The Big C
The Big C

Episode Report Card
Jacob Clifton: A+ | 1480 USERS: B-
YOU GRADE IT
Unhealthy Competition

"We call them pizza pillows," Cathy says to her neighbor Marlene. "But there isn't really a pizza part, they're basically just English muffin with melted cheese, and salsa."

Marlene stares at the platter, piled high. "I live alone, and I got a stomach the size of a nut." Cathy rolls her eyes and tells her neighbor to throw them away, if she doesn't want them; Cathy knows Marlene never throws anything away. She's lost too much already.

"And I have a favor to ask," Cathy adds, which lights Marlene's face up with an angry grin.

"I knew it! The pillows have strings." And when Cathy tells her about the met, Marlene is unimpressed.

"Ah, Jesus. More cancer?"

Cathy nearly laughs. "Yes, Marlene. I'm riddled with it. But let's try and keep this light?"

Marlene of course will do it, pick up her friend, take her home, woozy, drop her on the couch. Take out a homeless drifter with a shotgun, dress her neighbor's brother in an old man's gorgeous suits. Take on her neighbor's son in secret, making him a man. Of course Marlene will do it.

"You realize I'm almost eighty, right? I could die in my sleep at any time."

But before Monday?

"You've got to find yourself someone younger to be your in case of emergency. You're lousy with family. Pick one of them." Lousy with cancer, riddled with family. Genes, environment, history.

"I'm not ready to tell them yet," Cathy says, again, happy to be telling the truth. Those sad eyes, all the faces Todd Mauer makes that he doesn't know he's making. The relief and smile when she said she'd told Paul.

"Take your time," Marlene jokes darkly, "You might get out of it completely." It's almost a dare. Cathy doesn't like the implication; Cathy Jamison is never weak.

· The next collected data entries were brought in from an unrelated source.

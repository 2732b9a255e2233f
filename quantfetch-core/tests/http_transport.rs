//! End-to-end tests of the reqwest transport against a one-shot local server.

use quantfetch_core::data::{DataError, HistoricalSeriesFetcher, HistoryRequest};
use quantfetch_core::{DateRange, FetchConfig};
use std::io::{BufRead, BufReader, Write};
use std::net::{TcpListener, TcpStream};
use std::sync::mpsc;
use std::thread;
use std::time::Duration;

const BODY: &str = "Date,Open,High,Low,Close,Volume,Adj Close\n\
                    2020-01-02,104.0,110.0,103.0,108.0,1200000,108.0\n\
                    2020-01-01,100.0,105.0,99.0,104.0,1000000,104.0\n";

/// Serve exactly one connection with the given status line and body.
/// The request line the client sent is delivered on the returned channel.
fn serve_once(status: &'static str, body: &'static str) -> (String, mpsc::Receiver<String>) {
    let listener = TcpListener::bind("127.0.0.1:0").unwrap();
    let addr = listener.local_addr().unwrap();
    let (tx, rx) = mpsc::channel();

    thread::spawn(move || {
        let (stream, _) = listener.accept().unwrap();
        let request_line = read_request_head(&stream);
        let _ = tx.send(request_line);
        let response = format!(
            "HTTP/1.1 {status}\r\nContent-Type: text/csv\r\nContent-Length: {}\r\nConnection: close\r\n\r\n{body}",
            body.len()
        );
        let mut stream = stream;
        stream.write_all(response.as_bytes()).unwrap();
        stream.flush().unwrap();
    });

    (format!("http://{addr}/table.csv"), rx)
}

/// Read the request head up to the blank line; return the request line.
fn read_request_head(stream: &TcpStream) -> String {
    let mut reader = BufReader::new(stream);
    let mut first = String::new();
    reader.read_line(&mut first).unwrap();
    loop {
        let mut line = String::new();
        if reader.read_line(&mut line).unwrap() == 0 || line == "\r\n" {
            break;
        }
    }
    first.trim_end().to_string()
}

fn config(base_url: String) -> FetchConfig {
    FetchConfig {
        base_url,
        timeout_secs: 5,
        ..FetchConfig::default()
    }
}

fn request(symbol: &str) -> HistoryRequest {
    let range = DateRange::from_ymd((2020, 1, 1), (2020, 1, 2)).unwrap();
    HistoryRequest::new(symbol, range).unwrap().adjusted(false)
}

#[test]
fn downloads_and_parses_over_http() {
    let (base_url, seen) = serve_once("200 OK", BODY);
    let fetcher = HistoricalSeriesFetcher::new(&config(base_url)).unwrap();

    let ts = fetcher.fetch(&request("GOOG")).unwrap();

    assert_eq!(ts.closes(), vec![104.0, 108.0]);
    let request_line = seen.recv_timeout(Duration::from_secs(5)).unwrap();
    assert_eq!(
        request_line,
        "GET /table.csv?s=GOOG&a=0&b=1&c=2020&d=0&e=2&f=2020 HTTP/1.1"
    );
}

#[test]
fn not_found_is_http_status_error() {
    let (base_url, _seen) = serve_once("404 Not Found", "");
    let fetcher = HistoricalSeriesFetcher::new(&config(base_url)).unwrap();

    let err = fetcher.fetch(&request("NOPE")).unwrap_err();
    assert!(
        matches!(err, DataError::HttpStatus { status: 404, ref symbol } if symbol == "NOPE"),
        "{err}"
    );
}

#[test]
fn refused_connection_is_network_failure() {
    // Bind then drop to obtain a port nothing is listening on.
    let addr = {
        let listener = TcpListener::bind("127.0.0.1:0").unwrap();
        listener.local_addr().unwrap()
    };
    let fetcher =
        HistoricalSeriesFetcher::new(&config(format!("http://{addr}/table.csv"))).unwrap();

    let err = fetcher.fetch(&request("GOOG")).unwrap_err();
    assert!(matches!(err, DataError::NetworkFailure { .. }), "{err}");
}

#[test]
fn silent_server_times_out_as_network_failure() {
    let listener = TcpListener::bind("127.0.0.1:0").unwrap();
    let addr = listener.local_addr().unwrap();
    let handle = thread::spawn(move || {
        // Hold the connection open without answering.
        let (stream, _) = listener.accept().unwrap();
        thread::sleep(Duration::from_secs(3));
        drop(stream);
    });

    let fetcher = HistoricalSeriesFetcher::new(&FetchConfig {
        base_url: format!("http://{addr}/table.csv"),
        timeout_secs: 1,
        ..FetchConfig::default()
    })
    .unwrap();

    let err = fetcher.fetch(&request("GOOG")).unwrap_err();
    assert!(matches!(err, DataError::NetworkFailure { .. }), "{err}");
    handle.join().unwrap();
}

Paul and Adam are in the backyard, sanding down a bathtub and painting it bright again. "The Drain Gang," they're calling themselves. Cathy is a member. When Cathy thanks him for agreeing to the race, he looks up at her impishly, both eyes uncovered, looking up, winking. Charming. "Well, thanks for having me... In my own house!" he says it like a cartoon bear, without the anger or resentment or the childlike fear. A voice she likes, when he doesn't overuse it.

"Thank you for being here. I mean, look how happy Adam is. And I'm happy to see you too." He's happy to hear it, but focused on the bathtub. Is he so busy that he has no time for pizza pillows? Suffice to say that Paul always has time for pizza pillows.